Вот Далай лама, к примеру, Тулку ургьен Римпоче, Чоки Нима Римпоче и др. не чураются употреблять понятия любовь, доброта и т.п., даже если они не содержатся в вышеприведённом вами тексте. Так зачем и нам себя ограничивать какими-либо терминами? Этому (ограничению) учит ваш учитель?
А понятие "доброе сердце" использовала Neroli. Поэтому я не стал выискивать его сопоставления с вышеприведённым вами текстом и употребил "как есть".

----------


## ullu

> Да ничего, собственно .
> Это'ж вы заговорили о том что считате или не считаете .
> А я, в свою очередь, всего лишь сказал, что всё может быть индивидуально, и методы, помогающие вам, не обязательно так же повлияют на всех людей Земли.


Ну хорошо, я согласна.
Все индивидуально, кого-то освобождает знание собственной природы, кого-то что-то другое.
Свои слова о том, что я считаю что для освобождения нужно раскрыть знание своей истинной природы я беру обратно. Этого совершенно не требуется.

----------


## ullu

> Да зачем мне нужно вам что-то предлагать?
> Если хотите, то используйте строго ограниченное количество терминов, которое найдёте в нужных вам текстах - это ваше дело. Но не стоит, я думаю, показывать свое ограничение ими. Мир вокруг нас весьма разнообразен и его описание не ограничивается несколькими терминами какого либо текста.
> Я способен (ну... так мне кажется ) оперировать различными терминами.
> Вот Далай лама, к примеру, Тулку ургьен Римпоче, Чоки Нима Римпоче и др. не чураются употреблять понятия любовь, доброта и т.п., даже если они не содержатся в вышеприведённом вами тексте. Так зачем и нам себя ограничивать какими-либо терминами? Этому (ограничению) учит ваш учитель?
> А понятие "доброе сердце" использовала Neroli. Поэтому я не стал выискивать его сопоставления с вышеприведённым вами текстом и употребил "как есть".
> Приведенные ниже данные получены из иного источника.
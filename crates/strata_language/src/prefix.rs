//! Namespace prefix resolution.

use std::collections::BTreeMap;

use strata_foundation::vocab::DEFAULT_PREFIXES;

/// Maps short prefixes to namespace IRIs.
///
/// `rdf`, `rdfs`, `owl` and `xsd` are registered by default; `@prefix`
/// directives add to or override them.
#[derive(Clone, Debug, PartialEq, Eq)]
pub struct PrefixMap {
    entries: BTreeMap<String, String>,
}

impl PrefixMap {
    /// Creates a map holding only the default prefixes.
    #[must_use]
    pub fn new() -> Self {
        let entries = DEFAULT_PREFIXES
            .iter()
            .map(|(p, ns)| ((*p).to_string(), (*ns).to_string()))
            .collect();
        Self { entries }
    }

    /// Creates a map with no prefixes at all.
    #[must_use]
    pub fn empty() -> Self {
        Self {
            entries: BTreeMap::new(),
        }
    }

    /// Registers a prefix, replacing any previous binding.
    pub fn insert(&mut self, prefix: impl Into<String>, namespace: impl Into<String>) {
        self.entries.insert(prefix.into(), namespace.into());
    }

    /// Returns the namespace bound to a prefix.
    #[must_use]
    pub fn get(&self, prefix: &str) -> Option<&str> {
        self.entries.get(prefix).map(String::as_str)
    }

    /// Expands `prefix:local` into a full IRI.
    #[must_use]
    pub fn expand(&self, prefix: &str, local: &str) -> Option<String> {
        self.get(prefix).map(|ns| format!("{ns}{local}"))
    }

    /// Shortens an IRI to `prefix:local` using the longest matching namespace.
    #[must_use]
    pub fn compact(&self, iri: &str) -> Option<String> {
        self.entries
            .iter()
            .filter(|(_, ns)| iri.starts_with(ns.as_str()))
            .max_by_key(|(_, ns)| ns.len())
            .map(|(prefix, ns)| format!("{prefix}:{}", &iri[ns.len()..]))
    }

    /// Merges another map into this one. Bindings in `other` win.
    pub fn extend(&mut self, other: &PrefixMap) {
        for (prefix, ns) in &other.entries {
            self.entries.insert(prefix.clone(), ns.clone());
        }
    }

    /// Iterates `(prefix, namespace)` pairs in prefix order.
    pub fn iter(&self) -> impl Iterator<Item = (&str, &str)> {
        self.entries.iter().map(|(p, ns)| (p.as_str(), ns.as_str()))
    }
}

impl Default for PrefixMap {
    fn default() -> Self {
        Self::new()
    }
}
//! Integration tests for nodes, triples and graph names

use strata_foundation::vocab::{rdf, xsd};
use strata_foundation::{GraphName, Iri, Literal, Node, Structure, Triple};

// =============================================================================
// Nodes
// =============================================================================

#[test]
fn node_kinds() {
    let r = Node::resource("http://example.org/a");
    let b = Node::blank("b0");
    let l = Node::literal("text");
    assert!(r.is_resource() && !r.is_literal() && !r.is_blank());
    assert!(b.is_blank());
    assert!(l.is_literal());
    assert_eq!(r.as_iri().map(Iri::as_str), Some("http://example.org/a"));
    assert!(b.as_literal().is_none());
}

#[test]
fn node_display() {
    assert_eq!(Node::resource("urn:x").to_string(), "<urn:x>");
    assert_eq!(Node::blank("b1").to_string(), "_:b1");
    assert_eq!(Node::literal("say \"hi\"").to_string(), "\"say \\\"hi\\\"\"");
    assert_eq!(
        Node::Literal(Literal::lang("chat", "fr")).to_string(),
        "\"chat\"@fr"
    );
}

#[test]
fn numeric_literals() {
    let n = Node::integer(42);
    let lit = n.as_literal().unwrap();
    assert_eq!(lit.as_integer(), Some(42));
    assert_eq!(lit.as_f64(), Some(42.0));
    assert_eq!(lit.lexical(), Some("42"));

    let d = Literal::decimal(2.0);
    assert_eq!(d.lexical(), Some("2.0"));
    assert_eq!(d.as_integer(), None);

    let typed = Literal::typed("7", Iri::new(xsd::INTEGER));
    assert_eq!(Node::Literal(typed), Node::integer(7));
    assert_eq!(Literal::plain("7").as_integer(), None);
}

#[test]
fn structured_literals() {
    let s = Structure::new("pair", vec![Node::integer(1), Node::literal("a")]);
    let node = Node::Literal(Literal::Structured(s.into()));
    assert!(node.is_structure());
    let lit = node.as_literal().unwrap();
    assert_eq!(lit.as_structure().unwrap().args.len(), 2);
    assert!(lit.lexical().is_none());
    assert!(node.to_string().starts_with("pair("));
}

// =============================================================================
// Triples
// =============================================================================

#[test]
fn valid_statements() {
    let p = Node::resource(rdf::TYPE);
    let ok = Triple::new(Node::blank("x"), p.clone(), Node::literal("v"));
    assert!(ok.is_valid_statement());

    let literal_subject = Triple::new(Node::literal("v"), p, Node::blank("x"));
    assert!(!literal_subject.is_valid_statement());

    let blank_predicate = Triple::new(Node::blank("x"), Node::blank("p"), Node::blank("y"));
    assert!(!blank_predicate.is_valid_statement());
}

#[test]
fn triples_order_and_hash_by_value() {
    use std::collections::HashSet;
    let t = |o: &str| {
        Triple::new(
            Node::resource("urn:s"),
            Node::resource("urn:p"),
            Node::resource(o),
        )
    };
    let set: HashSet<_> = [t("urn:a"), t("urn:a"), t("urn:b")].into_iter().collect();
    assert_eq!(set.len(), 2);
    assert!(t("urn:a") < t("urn:b"));
}

// =============================================================================
// Graph names
// =============================================================================

#[test]
fn derived_graph_names() {
    let base = GraphName::from("urn:g");
    assert_eq!(base.stratum(1).as_str(), "urn:g#stratum-1");
    assert_eq!(base.stratum(12).as_str(), "urn:g#stratum-12");
    assert_eq!(base.axioms().as_str(), "urn:g#axioms");
}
Ладно. Я и с этим согласна.
Я согласна с тем, что не надо читать коренные тексты и практиковать специально предназначенные для ракрытия истинной природы методы, что бы понять что такое знание истинной природы. 
Нужно шире смотреть на мир и не боятся называть истинной природой все, что нравится. Не важно, что в коренных текстах говорится о чем-то другом.

----------


## Грег

> Ну хорошо, я согласна.
> Все индивидуально, кого-то освобождает знание собственной природы, кого-то что-то другое.
> Свои слова о том, что я считаю что для освобождения нужно раскрыть знание своей истинной природы я беру обратно. Этого совершенно не требуется.


Блин, ullu, да что'ж у вас всё так строго-то - типа, если не белое, значит чёрное?
Что'ж вы првязались-то так к этим своим (или чужим) терминам?
Вы говорите о подходе Дзогчена. И похоже ни о чём более говорить не можете.
В Махамудре, к примеру, другие методы постижения этой природы (визуализации, работа с энергией и т.д.), хоть и нацеленые на то же.

----------


## Грег

> Ладно. Я и с этим согласна.
> Я согласна с тем, что не надо читать коренные тексты и практиковать специально предназначенные для ракрытия истинной природы методы, что бы понять что такое знание истинной природы. 
> Нужно шире смотреть на мир и не боятся называть истинной природой все, что нравится. Не важно, что в коренных текстах говорится о чем-то другом.


Да вы сами ограничиваете это раскрытие тем, что вам на данный момент известно  :Smilie: 

PS. А вот то, что я не говорил, выдумывать не надо  :Smilie: .

----------


## Грег

> ...
> Нужно шире смотреть на мир и не боятся называть истинной природой все, что нравится. Не важно, что в коренных текстах говорится о чем-то другом.


Если можно, перечислите то, что я называл в теме "истинной природой".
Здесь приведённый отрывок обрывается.